Te Tai Tokerau MP Mariameno Kapa-Kingi made the comments in a speech to the House last Wednesday, during a debate on the Government's proposed scrapping of a key part of the Oranga Tamariki Act - section 7AA.
"No matter my words today, the Government will not waver in its mission to exterminate Māori," Kapa-Kingi told the House.
She said the Government wants to remove tamariki Māori from their whānau and iwi.
"I might be tempted to change tone and say pai ana [no worries], get rid of Section 7AA, and while you're at it get rid of the entire Act and the rotten institution that is Oranga Tamariki, which should in fact be named Matenga Tamariki [the death of children] because it and its predecessor has only caused strife and ruin," she said.
Section 7AA of the Oranga Tamariki Act requires the Crown to consider the whakapapa and mana of tamariki when deciding where to place them - also requiring adherence to Treaty of Waitangi principles.
"The theory of the Minister is that Oranga Tamariki's governing principles should be colour-blind, which is just another word for white supremacy, because to say we are all one people is really to say we should all be white people," Kapa-Kingi added.
Now, National and Labour say Kapa-Kingi went too far.
On Tuesday, PM Christopher Luxon told reporters Kapa-Kingi's speech was "completely out of line" and "unhelpful".
"As I've said a few weeks ago, the rhetoric needs to calm down big time, across the whole of the political spectrum," he said.
"We genuinely, as a Government, are wanting to advance outcomes for Māori."

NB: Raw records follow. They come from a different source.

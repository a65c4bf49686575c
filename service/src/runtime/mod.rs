//! Background task plumbing: bus consumers and process lifecycle.

pub mod consumer;
pub mod lifecycle;

pub use consumer::EventConsumer;
pub use lifecycle::{Application, NamedTask};
//! Redis fast cache for Stockroom.
//!
//! Products are denormalised into hashes and indexed with RediSearch so that
//! name searches and paged listings never touch a database. The cache holds
//! copies only: it is overwritten on every product event and rebuilt
//! wholesale by the daily refresh.
//!
//! # Example
//!
//! ```no_run
//! use stockroom_redis::RedisProductCache;
//!
//! # async fn example() -> Result<(), Box<dyn std::error::Error>> {
//! let cache = RedisProductCache::new("redis://127.0.0.1:6379", "productsIndex").await?;
//! # Ok(())
//! # }
//! ```

mod cache;
pub mod document;

pub use cache::RedisProductCache;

And Labour leader Chris Hipkins agreed, saying Kapa-Kingi's language "isn't helpful".
"It's certainly not language that I agree with," he told reporters on Tuesday.
Deputy Prime Minister Winston Peters also chimed in, saying Kapa Kingi's speech was "offensive" on Monday.
"They don't want democracy, they want anarchy - headed by their Māori elitist cronies turning this country into something akin to apartheid," Peters wrote on X.
"It shows just how far down the 'race-based rabbit hole' these cultural Marxists are willing to take New Zealand and how the media have let them get away with it," he said.
Meanwhile, Labour's Māori development spokesperson Willie Jackson said he probably wouldn't have used the same turn of phrase as Kapa-Kingi.
"I think that was probably just some rhetoric that they were getting into," Jackson said on Tuesday.
But Te Pāti Māori co-leader Rawiri Waititi backed Kapa-Kingi on Tuesday, saying her speech had "absolutely the right wording".
"We will not be told or determined how to feel, and many of the policy changes that this Government is making absolutely makes us feel like there's huge extermination processes and policies of the very existence of tangata whenua of this country," Waititi told reporters.
Waititi said it was a "brilliant speech" and recommended people watch it in full to understand Kapa-Kingi's extracted comments.
"We're in a Westminster House and system, which is white supremacy. It's not Māori supremacy, is it?"
Co-leader Debbie Ngarewa-Packer agreed.
"I think it's important to remember that 85 percent of Māori didn't vote for this Government, or their coalition partners. None of them have a mandate to be able to represent Māori views," she told reporters.
"People don't like grassroots language."